そのほかにも、『同世代だから』という理由で声をかけてもらい、地域の学生団体と一緒に政治参加について考えたり、学生からまちづくりに関する提案をしてもらうワークショップを実施したこともあります。コロナ禍には、ライブハウスの換気対策の助成事業も実施しましたが、これも渋谷が好きな若い世代としての提案だったと思います。
若者の政治参加へのアプローチとしては、些細なことですけど、選挙の投票済証にハチ公のキャラクターをデザインしてかわいくしました。割と好評で、多くの方がSNSで『投票に行ったよ』と投稿してくれました」
■榊さん
「現在は、若者や移住者がまちに居場所ができるような取り組みを進めています。出店したい方の窓口になって、貸出可能な空き店舗を探したり、補助金の制度を紹介したりしています。また、地元の方との交流や、地元のお店に足を踏み入れやすくなるよう、若い方達と一緒にイベント企画も行っています。
今後、若者が政治に関心を持つためには、教育の変化が必要だと思います。実現できるかは分かりませんが、ワークショップ形式で政策について議論するような場が作れたら良いな、と考えています。政治って『これが正解』と決まっていることはないと思うんですよね。間違っているんじゃないかという不安から、自分の意見を言えず、周りに同調してしまうという環境は学校生活の中でも多いと思うので、まずは正解のないものについて、自分の考えを発言する機会を教育面から生み出したいですね」
女性がさらに活躍できる議会にしていくために
冒頭でも示した通り、日本の政治分野のジェンダーギャップは大きい。一方で、これまでお話を伺ってきたなかでは、お2人の属する議会は女性も多く、ジェンダーギャップを感じる機会は少ないような印象も受けた。日々議会のなかで働く2人は、実際のジェンダーに関する状況をどう思っているのだろうか。
■橋本さん
「わたしは当選後に出産をしていて、子育てをしながら議員活動をしています。女性が政治家になるハードルの1つに出産や子育てがあると思いますが、渋谷区議会は女性が4割と多いのに加え子育て中の男性も多いので、みなさん気を配ってサポートしてくれます。
男性・女性問わず、その人の困りごとを分かり合える人がいれば、みんなが働きやすい環境に変えられると思います。妊娠、出産、子育てだけでなく、障がいの有無など全てにおいてそうだと思うんですけど、当事者が『困っています』と誰かに言える関係性があることが大事です。

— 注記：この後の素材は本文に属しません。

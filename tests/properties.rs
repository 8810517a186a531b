use proptest::prelude::*;

use rapm_design::event::ROSTER_SLOTS;
use rapm_design::{
    BuildOptions, DesignMatrices, NormalizeOptions, PlayerId, RawEvent, Roster, SideCode,
    build_design, normalize,
};

const SIDES: [&str; 5] = ["BOS", "MTL", "NYR", "TOR", "VAN"];

fn event_strategy() -> impl Strategy<Value = RawEvent> {
    (
        0usize..SIDES.len(),
        1usize..SIDES.len(),
        any::<bool>(),
        proptest::sample::subsequence((1..=80u64).collect::<Vec<_>>(), 2 * ROSTER_SLOTS),
        proptest::collection::vec(any::<bool>(), 2 * ROSTER_SLOTS),
    )
        .prop_map(|(home, offset, home_scored, ids, filled)| {
            let away = (home + offset) % SIDES.len();
            let mut home_roster: Roster = [None; ROSTER_SLOTS];
            let mut away_roster: Roster = [None; ROSTER_SLOTS];
            for slot in 0..ROSTER_SLOTS {
                if filled[slot] {
                    home_roster[slot] = Some(PlayerId(ids[slot]));
                }
                if filled[ROSTER_SLOTS + slot] {
                    away_roster[slot] = Some(PlayerId(ids[ROSTER_SLOTS + slot]));
                }
            }
            let scoring = if home_scored { home } else { away };
            RawEvent {
                event_id: 0,
                scoring_side: SIDES[scoring].into(),
                home_side: SIDES[home].into(),
                away_side: SIDES[away].into(),
                home_roster,
                away_roster,
            }
        })
}

fn batch_strategy() -> impl Strategy<Value = Vec<RawEvent>> {
    proptest::collection::vec(event_strategy(), 1..40).prop_map(|mut events| {
        for (i, e) in events.iter_mut().enumerate() {
            e.event_id = (i as i64) * 3 + 1;
        }
        events
    })
}

fn build(events: Vec<RawEvent>) -> DesignMatrices {
    let batch = normalize(events, NormalizeOptions::default()).expect("normalize");
    build_design(&batch, BuildOptions::default()).expect("build")
}

fn side_col(design: &DesignMatrices, side: &SideCode) -> usize {
    design
        .side_labels
        .iter()
        .position(|s| s == side)
        .expect("side column")
}

fn player_col(design: &DesignMatrices, player: PlayerId) -> usize {
    design
        .player_labels
        .iter()
        .position(|p| *p == player)
        .expect("player column")
}

proptest! {
    #[test]
    fn prop_response_is_signed(events in batch_strategy()) {
        let design = build(events.clone());
        prop_assert_eq!(design.rows(), events.len());
        prop_assert!(design.response.iter().all(|v| *v == 1 || *v == -1));
    }

    #[test]
    fn prop_side_rows_are_balanced_pairs(events in batch_strategy()) {
        let mut sorted = events.clone();
        sorted.sort_by_key(|e| e.event_id);
        let design = build(events);
        for (row, e) in sorted.iter().enumerate() {
            prop_assert_eq!(design.sides.row_nnz(row), 2);
            prop_assert_eq!(design.sides.row_sum(row), 0);
            prop_assert_eq!(design.sides.get(row, side_col(&design, &e.home_side)), 1);
            prop_assert_eq!(design.sides.get(row, side_col(&design, &e.away_side)), -1);
        }
    }

    #[test]
    fn prop_player_rows_match_rosters(events in batch_strategy()) {
        let mut sorted = events.clone();
        sorted.sort_by_key(|e| e.event_id);
        let design = build(events);
        for (row, e) in sorted.iter().enumerate() {
            let home = e.home_roster.iter().flatten().count();
            let away = e.away_roster.iter().flatten().count();
            let plus = design.players.row(row).filter(|(_, v)| *v == 1).count();
            let minus = design.players.row(row).filter(|(_, v)| *v == -1).count();
            prop_assert!(plus <= ROSTER_SLOTS && minus <= ROSTER_SLOTS);
            prop_assert_eq!(plus, home);
            prop_assert_eq!(minus, away);
            prop_assert_eq!(design.players.row_sum(row), plus as i32 - minus as i32);
            for p in e.home_roster.iter().flatten() {
                prop_assert_eq!(design.players.get(row, player_col(&design, *p)), 1);
            }
            for p in e.away_roster.iter().flatten() {
                prop_assert_eq!(design.players.get(row, player_col(&design, *p)), -1);
            }
        }
    }

    #[test]
    fn prop_physical_order_does_not_matter(
        (events, shuffled) in batch_strategy()
            .prop_flat_map(|events| (Just(events.clone()), Just(events).prop_shuffle()))
    ) {
        prop_assert_eq!(build(events), build(shuffled));
    }

    #[test]
    fn prop_storage_is_linear_in_rows(events in batch_strategy()) {
        let n = events.len();
        let design = build(events);
        prop_assert_eq!(design.sides.nnz(), 2 * n);
        prop_assert!(design.players.nnz() <= 2 * ROSTER_SLOTS * n);
        prop_assert_eq!(design.players.row_ptr().len(), n + 1);
    }
}
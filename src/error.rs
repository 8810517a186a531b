use thiserror::Error;

use crate::event::{PlayerId, SideCode};

/// Failures that abort a whole design-matrix construction.
///
/// Every per-event variant names the offending `event_id` so the record can be
/// corrected in the upstream store.
#[derive(Debug, Clone, PartialEq, Eq, Error)]
pub enum DesignError {
    #[error(
        "event {event_id}: scoring side {scoring} is neither home side {home} nor away side {away}"
    )]
    MalformedEvent {
        event_id: i64,
        scoring: SideCode,
        home: SideCode,
        away: SideCode,
    },
    #[error("event {event_id}: side {side} listed as both home and away")]
    SelfPlay { event_id: i64, side: SideCode },
    #[error("empty event batch")]
    EmptyBatch,
    #[error("event {event_id}: player {player} appears on both rosters")]
    RosterAmbiguity { event_id: i64, player: PlayerId },
    #[error("event {event_id}: side {side} has no column in the side universe")]
    UnknownSide { event_id: i64, side: SideCode },
    #[error("event {event_id}: player {player} has no column in the player universe")]
    UnknownPlayer { event_id: i64, player: PlayerId },
}

impl DesignError {
    pub fn event_id(&self) -> Option<i64> {
        match self {
            Self::MalformedEvent { event_id, .. }
            | Self::SelfPlay { event_id, .. }
            | Self::RosterAmbiguity { event_id, .. }
            | Self::UnknownSide { event_id, .. }
            | Self::UnknownPlayer { event_id, .. } => Some(*event_id),
            Self::EmptyBatch => None,
        }
    }
}

pub type Result<T> = std::result::Result<T, DesignError>;
use crate::{
    bindings::{MediaElement, ViewerUi},
    utils::duration::to_fixed,
    Logger,
};

/// Value of the playback speed input for which the media plays at normal speed.
const NEUTRAL_INPUT: f64 = 0.;

/// Slowest playback rate reachable through the playback speed input.
const MIN_PLAYBACK_RATE: f64 = 0.01;

/// Factor applied to negative inputs, so slowing down is finer-grained than speeding up.
const SLOW_DOWN_FACTOR: f64 = 0.2;

/// Converts the position of the playback speed input to a playback rate and brings the rate
/// back to normal once a sped-up playback caught up with the live edge.
pub(crate) struct PlaybackRateController {
    /// Last rate applied through this controller.
    rate: f64,
}

impl PlaybackRateController {
    pub(crate) fn new() -> Self {
        Self { rate: 1. }
    }

    pub(crate) fn rate(&self) -> f64 {
        self.rate
    }

    /// Apply the playback rate corresponding to the playback speed input's value `x`.
    ///
    /// Non-finite values are ignored.
    pub(crate) fn set_rate_from_input<P>(&mut self, page: &mut P, x: f64)
    where
        P: MediaElement + ViewerUi + ?Sized,
    {
        let Some(rate) = rate_from_input(x) else {
            Logger::debug("Rate: ignoring non-finite input");
            return;
        };
        self.rate = rate;
        page.set_playback_rate(rate);
        page.set_playback_rate_text(&format_rate(rate));
    }

    /// Put the playback speed input back to its neutral position and play at normal speed.
    pub(crate) fn reset_rate<P>(&mut self, page: &mut P)
    where
        P: MediaElement + ViewerUi + ?Sized,
    {
        page.set_playback_rate_input(NEUTRAL_INPUT);
        self.set_rate_from_input(page, NEUTRAL_INPUT);
    }

    /// Periodic check resetting the rate when playing faster than normal while being at less
    /// than `margin` seconds from the wanted latency.
    ///
    /// Returns `true` if the rate was reset.
    pub(crate) fn check_catch_up<P>(
        &mut self,
        page: &mut P,
        transport_latency_ms: f64,
        margin: f64,
    ) -> bool
    where
        P: MediaElement + ViewerUi + ?Sized,
    {
        if page.playback_rate() <= 1. {
            return false;
        }
        let remaining = page.duration() - page.current_time();
        if remaining < transport_latency_ms / 1000. + margin {
            Logger::lazy_debug(&|| {
                format!("Rate: caught up ({remaining:.2}s from the end), resetting rate")
            });
            self.reset_rate(page);
            true
        } else {
            false
        }
    }
}

/// Playback rate corresponding to the playback speed input's value `x`.
///
/// Returns `None` if `x` is not finite.
pub(crate) fn rate_from_input(x: f64) -> Option<f64> {
    if !x.is_finite() {
        None
    } else if x == 0. {
        Some(1.)
    } else if x > 0. {
        Some(x + 1.)
    } else {
        Some(f64::max(x * SLOW_DOWN_FACTOR + 1., MIN_PLAYBACK_RATE))
    }
}

fn format_rate(rate: f64) -> String {
    format!("×{}", to_fixed(rate, 2))
}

女性議員を増やしていくためにクオータ制といった選択肢もありますが、必ずしも女性が半数じゃないといけないかというとそうじゃなくて、互いにお困りごとを言える関係性が議会の中にあるかどうかが大事だと思います」
■榊さん
「分断が起きないようにお互いの意見に歩み寄ることも重要だと思います。片方の主張が強すぎると、逆に拒絶反応が起きて変わらなくなることもあると思います。女性と男性、それぞれの立場になって考えて、両方の視点を持つことが大切ではないでしょうか。
女性議員の方が少ないからこそ、男性は女性の意見をきちんと聞き理解し、女性も女性の意見を一方的に主張するのではなく、お互いの意見を聞き合って、まずは知ることが大事だと思います。分断が生まれないように、お互いに歩み寄ったコミュニケーションがしたいと感じています」
政治は面白い!
政治を面白いと感じるポイントは、有権者と政治家では異なるだろう。筆者は2024年7月の東京都知事選であらゆる候補者の街宣に参加し、選挙期間中に世論が変化していく過程を面白いと感じた。最後に、実際に政治家として活躍するお2人は、政治のどういったところを面白いと感じているかを聞いた。
■橋本さん
「全員にとって100点の政策はなくて、いろんな事情を抱える人がいるなかで、みんなが60点くらいに感じる政策がすごくいい政策だと思うんです。予算や、物理的なハードルを受け入れながら、どう落としどころを作っていくかを考える作業が、政治家の仕事の面白いところです。その作業がやりがいがあるなと思いますし、それをやることによって暮らしが変わっていくことには、希望しかないと思って取り組んでいます」
■榊さん
「市民の方からのご要望やまちの課題などを改善するために、現状できない理由を聞き取り調査し、他自治体の事例や国・県などの方針や計画などを参考に『こうしたらできるんじゃないか?』『100%は出来なくてもここまでなら進められるんじゃないか?』と打開策を見つけ提案していくのですが、その提案が通ったときは本当に嬉しいし、やりがいを感じます。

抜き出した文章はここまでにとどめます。